Preserved American 4-8-4 steam locomotive (RDG class T-1)

Reading 2100 is a T-1 class "Northern" type steam locomotive, originally built by the Baldwin Locomotive Works (BLW) in May 1923 as an I-10sa class "Consolidation" type locomotive for the Reading Company (RDG), No. 2100 was rebuilt by RDG's own locomotive shops as a 4-8-4 "Northern" in September 1945, No. 2100 pulled heavy freight and coal trains for the Reading until being retired from revenue service in 1956. Between 1961 and 1964, No. 2100 was used to pull the RDG's Iron Horse Rambles excursions alongside fellow T-1s Nos. 2124 and 2102. After the rambles ended, No. 2100 was sold along with No. 2101 in 1967 to a scrapyard in Baltimore, Maryland.
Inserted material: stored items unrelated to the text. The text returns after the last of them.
//! Feature removal: delete the files of an optional feature and cut its
//! registrations out of the files that remain.

use std::path::Path;
use tracing::{debug, instrument, warn};

use crate::{
    application::{ApplicationError, CancellationToken, ports::Filesystem},
    domain::{BlockRemoval, LineFilter, RemovalSet},
    error::StencilResult,
};

/// What a strip pass changed.
#[derive(Debug, Clone, Default, PartialEq, Eq)]
pub struct StripSummary {
    pub directories_removed: usize,
    pub files_removed: usize,
    pub lines_removed: usize,
    pub blocks_removed: usize,
}

/// Applies a [`RemovalSet`] through the filesystem port.
pub struct FeatureStripper<'a> {
    filesystem: &'a dyn Filesystem,
}

impl<'a> FeatureStripper<'a> {
    pub fn new(filesystem: &'a dyn Filesystem) -> Self {
        Self { filesystem }
    }

    /// Delete directories, then files, then apply line filters and block
    /// removals.
    ///
    /// A missing deletion target or a block that cannot be found is fatal.
    /// A file whose blocks are not all present is left untouched.
    #[instrument(
        skip_all,
        fields(
            deletions = set.deletion_count(),
            edits = set.edit_count()
        )
    )]
    pub fn strip_feature(
        &self,
        set: &RemovalSet,
        cancel: &CancellationToken,
    ) -> StencilResult<StripSummary> {
        let mut summary = StripSummary::default();

        for dir in &set.directories {
            cancel.check()?;
            self.require(dir)?;
            self.filesystem.remove_dir_all(dir)?;
            summary.directories_removed += 1;
        }

        for file in &set.files {
            cancel.check()?;
            self.require(file)?;
            self.filesystem.remove_file(file)?;
            summary.files_removed += 1;
        }

        for filter in &set.line_filters {
            cancel.check()?;
            summary.lines_removed += self.filter_lines(filter)?;
        }

        for removal in &set.block_removals {
            cancel.check()?;
            summary.blocks_removed += self.remove_blocks(removal)?;
        }

        debug!(?summary, "Feature stripped");
        Ok(summary)
    }

    fn require(&self, path: &Path) -> StencilResult<()> {
        if self.filesystem.exists(path) {
            Ok(())
        } else {
            Err(ApplicationError::io(path, "removal target does not exist").into())
        }
    }

    fn filter_lines(&self, filter: &LineFilter) -> StencilResult<usize> {
        let content = self.filesystem.read_to_string(&filter.path)?;
        let (filtered, removed) = filter_content(&content, |line| filter.matches(line));
        if removed > 0 {
            self.filesystem.write_file(&filter.path, &filtered)?;
        }
        debug!(path = %filter.path.display(), removed, "Filtered lines");
        Ok(removed)
    }

    fn remove_blocks(&self, removal: &BlockRemoval) -> StencilResult<usize> {
        let mut content = self.filesystem.read_to_string(&removal.path)?;
        let crlf = content.contains("\r\n");

        for block in &removal.blocks {
            let needle = normalize_newlines(block, crlf);
            let Some(start) = content.find(&needle) else {
                let first_line = block.lines().find(|l| !l.trim().is_empty()).unwrap_or_default();
                warn!(path = %removal.path.display(), block = %first_line, "Block not found");
                return Err(ApplicationError::io(
                    &removal.path,
                    format!("block not found: '{}'", first_line.trim()),
                )
                .into());
            };
            content.replace_range(start..start + needle.len(), "");
        }

        if !removal.blocks.is_empty() {
            self.filesystem.write_file(&removal.path, &content)?;
        }
        Ok(removal.blocks.len())
    }
}

/// Drop every line for which `remove` holds, keeping the newline style and
/// the trailing newline of the input.
fn filter_content(content: &str, remove: impl Fn(&str) -> bool) -> (String, usize) {
    let newline = if content.contains("\r\n") { "\r\n" } else { "\n" };
    let trailing = content.ends_with('\n');

    let mut kept = Vec::new();
    let mut removed = 0;
    for line in content.lines() {
        if remove(line) {
            removed += 1;
        } else {
            kept.push(line);
        }
    }

    let mut out = kept.join(newline);
    if trailing && !kept.is_empty() {
        out.push_str(newline);
    }
    (out, removed)
}

fn normalize_newlines(block: &str, crlf: bool) -> String {
    let lf = block.replace("\r\n", "\n");
    if crlf { lf.replace('\n', "\r\n") } else { lf }
}

#[cfg(test)]
mod tests {
    use super::*;
    use crate::application::ports::MockFilesystem;
    use crate::error::StencilError;
    use std::path::PathBuf;

    fn filter(needles: &[&str]) -> LineFilter {
        LineFilter {
            path: PathBuf::from("/p/Startup.cs"),
            needles: needles.iter().map(|n| n.to_string()).collect(),
        }
    }

    #[test]
    fn filter_content_preserves_lf_and_trailing_newline() {
        let input = "using A;\nusing Auth;\nclass X {}\n";
        let (out, removed) = filter_content(input, |l| l.contains("Auth"));
        assert_eq!(out, "using A;\nclass X {}\n");
        assert_eq!(removed, 1);
    }

    #[test]
    fn filter_content_preserves_crlf() {
        let input = "a\r\nb-auth\r\nc";
        let (out, _) = filter_content(input, |l| l.contains("auth"));
        assert_eq!(out, "a\r\nc");
    }

    #[test]
    fn filter_content_keeps_order_and_blank_lines() {
        let input = "one\n\ntwo\nthree\n";
        let (out, removed) = filter_content(input, |l| l == "two");
        assert_eq!(out, "one\n\nthree\n");
        assert_eq!(removed, 1);
    }

    #[test]
    fn normalize_newlines_translates_for_crlf_files() {
        assert_eq!(normalize_newlines("a\nb\n", true), "a\r\nb\r\n");
        assert_eq!(normalize_newlines("a\r\nb", false), "a\nb");
    }

    #[test]
    fn deletes_directories_before_files() {
        let mut seq = mockall::Sequence::new();
        let mut fs = MockFilesystem::new();
        fs.expect_exists().return_const(true);
        fs.expect_remove_dir_all()
            .times(1)
            .in_sequence(&mut seq)
            .returning(|_| Ok(()));
        fs.expect_remove_file()
            .times(1)
            .in_sequence(&mut seq)
            .returning(|_| Ok(()));

        let set = RemovalSet {
            directories: vec![PathBuf::from("/p/Auth")],
            files: vec![PathBuf::from("/p/AuthController.cs")],
            ..Default::default()
        };
        let summary = FeatureStripper::new(&fs)
            .strip_feature(&set, &CancellationToken::new())
            .unwrap();

        assert_eq!(summary.directories_removed, 1);
        assert_eq!(summary.files_removed, 1);
    }

    #[test]
    fn missing_target_is_fatal() {
        let mut fs = MockFilesystem::new();
        fs.expect_exists().return_const(false);
        fs.expect_remove_file().never();

        let set = RemovalSet {
            files: vec![PathBuf::from("/p/Gone.cs")],
            ..Default::default()
        };
        let err = FeatureStripper::new(&fs)
            .strip_feature(&set, &CancellationToken::new())
            .unwrap_err();

        assert!(matches!(
            err,
            StencilError::Application(ApplicationError::Io { .. })
        ));
    }

    #[test]
    fn line_filter_rewrites_file() {
        let mut fs = MockFilesystem::new();
        fs.expect_read_to_string().returning(|_| {
            Ok("using Application.Tests.DependencyResolvers;\nnamespace Application.Tests;\n".into())
        });
        fs.expect_write_file()
            .withf(|_, content| content == "namespace Application.Tests;\n")
            .times(1)
            .returning(|_, _| Ok(()));

        let set = RemovalSet {
            line_filters: vec![filter(&["using Application.Tests.DependencyResolvers;"])],
            ..Default::default()
        };
        let summary = FeatureStripper::new(&fs)
            .strip_feature(&set, &CancellationToken::new())
            .unwrap();

        assert_eq!(summary.lines_removed, 1);
    }

    fn program_blocks(blocks: &[&str]) -> RemovalSet {
        RemovalSet {
            block_removals: vec![BlockRemoval {
                path: PathBuf::from("/p/Program.cs"),
                blocks: blocks.iter().map(|b| b.to_string()).collect(),
            }],
            ..Default::default()
        }
    }

    #[test]
    fn blocks_are_removed_from_crlf_files() {
        let mut fs = MockFilesystem::new();
        fs.expect_read_to_string().returning(|_| {
            Ok("builder.Services.AddSecurityServices();\r\napp.UseAuthentication();\r\napp.UseAuthorization();\r\napp.Run();\r\n".into())
        });
        fs.expect_write_file()
            .withf(|_, content| content == "app.Run();\r\n")
            .times(1)
            .returning(|_, _| Ok(()));

        let set = program_blocks(&[
            "app.UseAuthentication();\napp.UseAuthorization();\n",
            "builder.Services.AddSecurityServices();\n",
        ]);
        let summary = FeatureStripper::new(&fs)
            .strip_feature(&set, &CancellationToken::new())
            .unwrap();

        assert_eq!(summary.blocks_removed, 2);
    }

    #[test]
    fn missing_block_is_fatal_and_leaves_file_untouched() {
        let mut fs = MockFilesystem::new();
        fs.expect_read_to_string()
            .returning(|_| Ok("app.UseAuthorization();\napp.Run();\n".into()));
        fs.expect_write_file().never();

        let set = program_blocks(&[
            "app.UseAuthorization();\n",
            "builder.Services.AddSecurityServices();",
        ]);
        let err = FeatureStripper::new(&fs)
            .strip_feature(&set, &CancellationToken::new())
            .unwrap_err();

        assert!(matches!(
            err,
            StencilError::Application(ApplicationError::Io { ref path, ref reason })
                if path == Path::new("/p/Program.cs") && reason.contains("AddSecurityServices")
        ));
    }

    #[test]
    fn cancellation_stops_between_entries() {
        let cancel = CancellationToken::new();
        let trigger = cancel.clone();

        let mut fs = MockFilesystem::new();
        fs.expect_exists().return_const(true);
        fs.expect_remove_dir_all().times(1).returning(move |_| {
            trigger.cancel();
            Ok(())
        });
        fs.expect_remove_file().never();

        let set = RemovalSet {
            directories: vec![PathBuf::from("/p/Auth")],
            files: vec![PathBuf::from("/p/User.cs")],
            ..Default::default()
        };
        let err = FeatureStripper::new(&fs).strip_feature(&set, &cancel).unwrap_err();

        assert!(err.is_cancelled());
    }
}
//! Template manifests: the declarative description of one template snapshot.
//!
//! A manifest names the repository to clone, the rename steps that turn the
//! template into a project, the security feature removal table, and the
//! advisories shown when scaffolding completes. Paths are written relative to
//! the project root as they appear in the template snapshot; strings may use
//! the `{{PROJECT_NAME*}}` placeholders of [`RenderContext`].

use std::collections::HashSet;
use std::path::Path;

use super::common::RelativePath;
use super::rules::{
    BlockRemoval, LineFilter, RelocationLedger, RemovalSet, RenameStep, ReplacementRule,
};
use crate::domain::{error::DomainError, naming::RenderContext, value_objects::TemplateId};

/// Default branch rename applied after `git init`.
#[derive(Debug, Clone, PartialEq, Eq)]
pub struct BranchRename {
    pub from: String,
    pub to: String,
}

/// Unrendered rename step as declared in a manifest.
#[derive(Debug, Clone, PartialEq, Eq)]
pub enum RenameSpec {
    Replace {
        path: String,
        search: String,
        replace: String,
    },
    Move {
        from: String,
        to: String,
    },
}

#[derive(Debug, Clone, PartialEq, Eq)]
pub struct LineFilterSpec {
    pub path: String,
    pub needles: Vec<String>,
}

#[derive(Debug, Clone, PartialEq, Eq)]
pub struct BlockRemovalSpec {
    pub path: String,
    pub blocks: Vec<String>,
}

/// Unrendered removal table for an optional feature.
#[derive(Debug, Clone, Default, PartialEq, Eq)]
pub struct FeatureRemovalSpec {
    pub directories: Vec<String>,
    pub files: Vec<String>,
    pub line_filters: Vec<LineFilterSpec>,
    pub block_removals: Vec<BlockRemovalSpec>,
}

/// A validated template manifest.
///
/// Construct through [`TemplateManifest::builder`]; `build()` validates.
#[derive(Debug, Clone, PartialEq, Eq)]
pub struct TemplateManifest {
    pub id: TemplateId,
    pub repository_url: String,
    pub branch: BranchRename,
    pub rename: Vec<RenameSpec>,
    pub security: FeatureRemovalSpec,
    pub advisories: Vec<String>,
}

impl TemplateManifest {
    pub fn builder() -> TemplateManifestBuilder {
        TemplateManifestBuilder::default()
    }

    /// Render the rename steps for a project.
    pub fn rename_steps(&self, ctx: &RenderContext) -> Result<Vec<RenameStep>, DomainError> {
        self.rename
            .iter()
            .map(|spec| -> Result<RenameStep, DomainError> {
                match spec {
                    RenameSpec::Replace {
                        path,
                        search,
                        replace,
                    } => Ok(RenameStep::Replace(ReplacementRule::new(
                        RelativePath::try_new(ctx.render(path))?,
                        ctx.render(search),
                        ctx.render(replace),
                    ))),
                    RenameSpec::Move { from, to } => Ok(RenameStep::Move {
                        from: RelativePath::try_new(ctx.render(from))?,
                        to: RelativePath::try_new(ctx.render(to))?,
                    }),
                }
            })
            .collect()
    }

    /// Resolve the security removal table against a project root, threading
    /// every path through the relocations made while preparing.
    pub fn removal_set(
        &self,
        ctx: &RenderContext,
        root: &Path,
        ledger: &RelocationLedger,
    ) -> Result<RemovalSet, DomainError> {
        let resolve = |raw: &str| -> Result<std::path::PathBuf, DomainError> {
            let rel = RelativePath::try_new(ctx.render(raw))?;
            Ok(root.join(ledger.resolve(rel.as_path())))
        };

        let spec = &self.security;
        Ok(RemovalSet {
            directories: spec
                .directories
                .iter()
                .map(|d| resolve(d.as_str()))
                .collect::<Result<_, _>>()?,
            files: spec
                .files
                .iter()
                .map(|f| resolve(f.as_str()))
                .collect::<Result<_, _>>()?,
            line_filters: spec
                .line_filters
                .iter()
                .map(|lf| -> Result<LineFilter, DomainError> {
                    Ok(LineFilter {
                        path: resolve(lf.path.as_str())?,
                        needles: lf.needles.iter().map(|n| ctx.render(n)).collect(),
                    })
                })
                .collect::<Result<_, _>>()?,
            block_removals: spec
                .block_removals
                .iter()
                .map(|br| -> Result<BlockRemoval, DomainError> {
                    Ok(BlockRemoval {
                        path: resolve(br.path.as_str())?,
                        blocks: br.blocks.iter().map(|b| ctx.render(b)).collect(),
                    })
                })
                .collect::<Result<_, _>>()?,
        })
    }

    /// Advisories for the terminal progress event, rendered for a project.
    pub fn advisories(&self, ctx: &RenderContext) -> Vec<String> {
        self.advisories.iter().map(|a| ctx.render(a)).collect()
    }

    pub fn validate(&self) -> Result<(), DomainError> {
        if self.repository_url.trim().is_empty() {
            return Err(DomainError::MissingRequiredField {
                field: "repository_url",
            });
        }
        if self.branch.from.trim().is_empty() || self.branch.to.trim().is_empty() {
            return Err(DomainError::InvalidManifest(
                "branch names cannot be empty".into(),
            ));
        }
        if self.rename.is_empty() {
            return Err(DomainError::InvalidManifest(
                "at least one rename step is required".into(),
            ));
        }

        // Rename steps: well-formed paths, each (path, token) once.
        let mut rules = HashSet::new();
        let mut rename_paths = Vec::new();
        for spec in &self.rename {
            match spec {
                RenameSpec::Replace { path, search, .. } => {
                    if search.is_empty() {
                        return Err(DomainError::InvalidManifest(format!(
                            "empty search token for {path}"
                        )));
                    }
                    if !rules.insert((path.as_str(), search.as_str())) {
                        return Err(DomainError::DuplicateRule {
                            path: path.clone(),
                            token: search.clone(),
                        });
                    }
                    rename_paths.push(RelativePath::try_new(path.as_str())?);
                }
                RenameSpec::Move { from, to } => {
                    rename_paths.push(RelativePath::try_new(from.as_str())?);
                    rename_paths.push(RelativePath::try_new(to.as_str())?);
                }
            }
        }

        // Removal targets: each listed once, none nested in another, none
        // touching a rename path.
        let spec = &self.security;
        let mut seen = HashSet::new();
        let mut targets = Vec::new();
        for raw in spec.directories.iter().chain(&spec.files) {
            if !seen.insert(raw.as_str()) {
                return Err(DomainError::DuplicateRemoval { path: raw.clone() });
            }
            targets.push(RelativePath::try_new(raw.as_str())?);
        }

        for (i, target) in targets.iter().enumerate() {
            let nested = spec
                .directories
                .iter()
                .enumerate()
                .filter(|(j, _)| *j != i)
                .any(|(_, dir)| target.as_path().starts_with(dir));
            let touches_rename = rename_paths.iter().any(|p| p.is_within(target));
            if nested || touches_rename {
                return Err(DomainError::OverlappingRemoval {
                    path: target.to_string(),
                });
            }
        }

        let edited = spec
            .line_filters
            .iter()
            .map(|lf| lf.path.as_str())
            .chain(spec.block_removals.iter().map(|br| br.path.as_str()));
        for raw in edited {
            let path = RelativePath::try_new(raw)?;
            if targets.iter().any(|t| path.is_within(t)) {
                return Err(DomainError::OverlappingRemoval { path: raw.into() });
            }
        }

        Ok(())
    }
}

/// Builder for [`TemplateManifest`].
#[derive(Debug, Default)]
pub struct TemplateManifestBuilder {
    id: Option<TemplateId>,
    repository_url: Option<String>,
    branch: Option<BranchRename>,
    rename: Vec<RenameSpec>,
    security: FeatureRemovalSpec,
    advisories: Vec<String>,
}

impl TemplateManifestBuilder {
    pub fn id(mut self, id: TemplateId) -> Self {
        self.id = Some(id);
        self
    }

    pub fn repository_url(mut self, url: impl Into<String>) -> Self {
        self.repository_url = Some(url.into());
        self
    }

    pub fn branch(mut self, from: impl Into<String>, to: impl Into<String>) -> Self {
        self.branch = Some(BranchRename {
            from: from.into(),
            to: to.into(),
        });
        self
    }

    pub fn replace(
        mut self,
        path: impl Into<String>,
        search: impl Into<String>,
        replace: impl Into<String>,
    ) -> Self {
        self.rename.push(RenameSpec::Replace {
            path: path.into(),
            search: search.into(),
            replace: replace.into(),
        });
        self
    }

    pub fn move_path(mut self, from: impl Into<String>, to: impl Into<String>) -> Self {
        self.rename.push(RenameSpec::Move {
            from: from.into(),
            to: to.into(),
        });
        self
    }

    pub fn rename_step(mut self, spec: RenameSpec) -> Self {
        self.rename.push(spec);
        self
    }

    pub fn security(mut self, security: FeatureRemovalSpec) -> Self {
        self.security = security;
        self
    }

    pub fn advisory(mut self, advisory: impl Into<String>) -> Self {
        self.advisories.push(advisory.into());
        self
    }

    pub fn build(self) -> Result<TemplateManifest, DomainError> {
        let manifest = TemplateManifest {
            id: self.id.ok_or(DomainError::MissingRequiredField { field: "id" })?,
            repository_url: self
                .repository_url
                .ok_or(DomainError::MissingRequiredField {
                    field: "repository_url",
                })?,
            branch: self.branch.unwrap_or_else(|| BranchRename {
                from: "master".into(),
                to: "main".into(),
            }),
            rename: self.rename,
            security: self.security,
            advisories: self.advisories,
        };
        manifest.validate()?;
        Ok(manifest)
    }
}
No. 2100 subsequently went through multiple ownership changes and spent more time in storage or being moved than it did operating under its own power. In 1998, it was sold to Thomas Payne, who moved it to St. Thomas, Ontario in Canada and modified it to burn oil. It eventually made its way to the Golden Pacific Railroad in Tacoma, Washington to pull tourist trains for one year, before it sat idle in Richland.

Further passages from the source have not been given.